Record set:
----------------------------------------

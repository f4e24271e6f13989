//! Logging backend for Strata applications.
//!
//! [`LoggingBootstrap`] installs `env_logger` behind the `log` facade during
//! the bootstrap `init` hook, before any provider runs. Filtering follows
//! `RUST_LOG` and defaults to `info`.
use env_logger::Env;
use log::{debug, info};
use strata_core::plugin_system::Bootstrap;

/// Default filter when `RUST_LOG` is unset
pub const DEFAULT_FILTER: &str = "info";

/// Install the `env_logger` backend.
///
/// Returns `false` if a logger was already installed, which is not an error:
/// the host may have set one up before the application started.
pub fn init_logging() -> bool {
    match env_logger::Builder::from_env(Env::default().default_filter_or(DEFAULT_FILTER)).try_init() {
        Ok(()) => true,
        Err(e) => {
            debug!("Logger already installed: {}", e);
            false
        }
    }
}

#[derive(Debug, Default)]
pub struct LoggingBootstrap;

impl Bootstrap for LoggingBootstrap {
    fn name(&self) -> &'static str {
        "core-logging"
    }

    fn init(&mut self) {
        init_logging();
        info!("Core logging initialized");
    }

    fn quit(&mut self) {
        info!("Core logging shutting down");
        log::logger().flush();
    }
}

#[cfg(test)]
mod tests {
    use super::*;

    #[test]
    fn test_second_install_is_tolerated() {
        init_logging();
        assert!(!init_logging(), "A second install should report the existing logger");
    }

    #[test]
    fn test_bootstrap_hooks_do_not_panic() {
        let mut bootstrap = LoggingBootstrap;
        bootstrap.init();
        bootstrap.start();
        bootstrap.quit();
        assert_eq!(bootstrap.name(), "core-logging");
    }
}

----------------------------------------

Problem to work on: Show each line of the material that includes the string "info" by copying it.

Exercise answer:
//! `RUST_LOG` and defaults to `info`.
use log::{debug, info};
pub const DEFAULT_FILTER: &str = "info";
        info!("Core logging initialized");
        info!("Core logging shutting down");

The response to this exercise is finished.